Una nueva paranoia se filtra a través del mundo, y llega al hombre. Llega al hombre y lo angustia. Lo angustia tanto, que éste corre a refugiarse en sus bunkers mentales.
Ahora es la Gran Bretaña la que grita que el terrorismo está a la vuelta de la esquina, y entra en pánico; toma la lupa y comienza a ver terroristas por doquier.
Las grandes naciones se agazapan como gatos en la noche, esperando que haga su aparición el enemigo, sin darse cuenta que ya lo llevan con él como su sombra: El enemigo que corroe su tranquilidad de buenos cristianos se llama miedo.
Si echamos un vistazo a nuestro mundo, encontraremos que la angustia se viene adueñando de individuos, pueblos y naciones. Surgen fantasmas contra los cuales las potencias que tienen algo que temer, se arman hasta los dientes; ahora cunden las fobias.
De igual modo se encuentra el alma del hombre, aprisionada por sus propias angustias existenciales. Se busca en el espejo, pero al pararse frente a él descubre que su superficie se halla desgastada, y no logra mirar su rostro. De momento duda si en realidad tiene un rostro, si alguna vez lo ha tenido; si lo ha prestado, o extraviado.
Por un instante cree no tenerlo y comienza a buscar uno nuevo, que le proporcione una identidad frente a este mundo tan confuso. Vuelve entonces los ojos a los íconos, aquellos personajes que por alguna razón se han vuelto un punto de referencia para las multitudes. Unos buscan al líder espiritual; otros lo crean; unos admiran el poder, y se rinden ante un dios poderoso para hallarse a ellos mismos.
De este modo surgen el terrorismo y el fanatismo. El hombre que se siente huérfano de identidad, se adhiere con firmeza a esta figura en la cual pueden descansar sus incertidumbres.
Nacen los terroristas suicidas; los que están dispuestos a cualquier cosa por la causa de su guía. Surgen brotes de resistencia civil irracional, que en su afán de no romperse violentan los derechos de terceros.
Salen a las calles maestros para exigir la destitución de un gobernador, andan con pancartas y consignas como marionetas, al capricho de políticos que los usan para su provecho. Dentro de todas estas manifestaciones con visos violentos, se dibuja un perfil antisocial, un gusto insano por destruir, perfectamente maquillado como causa social.
Nosotros, los hombres y mujeres ordinarios, nos sentimos demasiado pequeños frente a estas manifestaciones que en ratos parecen imponerse. Albergamos nuestros propios pequeños temores, que no por pequeños y propios dejan de ser universales.
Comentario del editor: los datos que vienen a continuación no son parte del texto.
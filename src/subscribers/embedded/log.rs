//! # LogWriter: structured event logger
//!
//! A subscriber that forwards incoming [`Event`]s to [`tracing`]. Install any
//! `tracing` subscriber in the application to see the output.
//!
//! ## Levels
//! - `warn`: retries exhausted, show failures, duplicate keys, background init failures
//! - `info`: registry changes, bootstrap progress
//! - `debug`: everything else

use crate::events::{Event, EventKind};
use crate::subscribers::Subscribe;
use async_trait::async_trait;

/// Event writer subscriber.
#[derive(Default)]
pub struct LogWriter;

impl LogWriter {
    /// Construct a new [`LogWriter`].
    #[must_use]
    pub fn new() -> Self {
        Self
    }
}

#[async_trait]
impl Subscribe for LogWriter {
    async fn on_event(&self, e: &Event) {
        let resource = e.resource.map(|r| r.as_label()).unwrap_or("-");
        let key = e.key.as_deref().unwrap_or("-");
        let reason = e.reason.as_deref().unwrap_or("");

        match e.kind {
            EventKind::RetriesExhausted => {
                tracing::warn!(seq = e.seq, resource, key, attempt = e.attempt, reason, "retries exhausted");
            }
            EventKind::UnitShowFailed => {
                tracing::warn!(seq = e.seq, resource, key, unit = e.unit, reason, "unit failed to show");
            }
            EventKind::DuplicateRejected => {
                tracing::warn!(seq = e.seq, resource, key, "duplicate registration rejected");
            }
            EventKind::InitializationFailed => {
                tracing::warn!(seq = e.seq, resource, key, reason, "initialization failed");
            }
            EventKind::ComponentRegistered => {
                tracing::info!(seq = e.seq, resource, key, "component registered");
            }
            EventKind::ComponentRemoved => {
                tracing::info!(seq = e.seq, resource, key, "component removed");
            }
            EventKind::ProviderInitialized => {
                tracing::info!(seq = e.seq, "provider initialized");
            }
            EventKind::InitializationComplete => {
                tracing::info!(seq = e.seq, strategy = reason, "initialization complete");
            }
            EventKind::ShutdownRequested => {
                tracing::info!(seq = e.seq, "shutdown requested");
            }
            EventKind::LoadFailed => {
                tracing::debug!(seq = e.seq, resource, key, attempt = e.attempt, reason, "load failed");
            }
            EventKind::UnitLoaded | EventKind::UnitDispatched => {
                tracing::debug!(seq = e.seq, kind = ?e.kind, resource, key, unit = e.unit, ready = e.ready);
            }
            _ => {
                tracing::debug!(seq = e.seq, kind = ?e.kind, resource, key, unit = e.unit, attempt = e.attempt, reason);
            }
        }
    }

    fn name(&self) -> &'static str {
        "LogWriter"
    }
}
Volteamos en derredor, y no encontramos respuesta. Hay imágenes groseras; ruidos estridentes; escuchamos verdades a medias; hablan los profetas de la fatalidad.
Volvemos a buscar el rostro propio entre aquellos reflejos, ecos y estridencias, pero no lo encontramos. Nos quedamos en la soledad más absoluta, en la soledad de mi conmigo cuando uno de los dos es mudo, y no pueden dialogar. Volteamos nuevamente en busca de un anestésico hilarante que nos llene la cabeza de cosas tontas, para no pensar. Se antoja ahogar el alma en alcohol, o en los paraísos de la piedra blanca, y así no vernos al espejo, temiendo quizás no encontrarnos.
Vivimos en un mundo de soledades apiñadas; carecemos de un espacio íntimo de reflexión; difícilmente estoy sola con mis propios pensamientos. Temo lo que pueda encontrar en el eco de mi propia voz. Prefiero la anestesia del no ser, del no buscar...
En aquel estado de cosas llega el arte como una niña que salta la cuerda con desenfado. Toca mi hombro su figura fresca para invitarme a creer en el hombre, a buscar nuevos espejos y desechar los desgastados. Veo entrar al teatro que me obsequia un rostro y una voz, y me dice que no es malo temer, porque todos tememos. Que no es malo llorar, porque en cada nacimiento y en cada muerte, se llora por amor. Llegan las letras para invitarme a danzar con ellas al ritmo de la flauta.
Todas las artes van haciendo acto de presencia, desde las sofisticadas piezas del barroco alemán, hasta el regaetón; desde las porcelanas chinas hasta la talavera poblana. Desde la epifanía de un sol naciente, hasta el arrullo de una luna llena.
Ahora sabe mi alma que no está sola; tengo una suave manta para cobijar mis viejos pequeños temores. Y lo más importante, en este reencuentro con la vida, descubro que la esperanza nunca muere.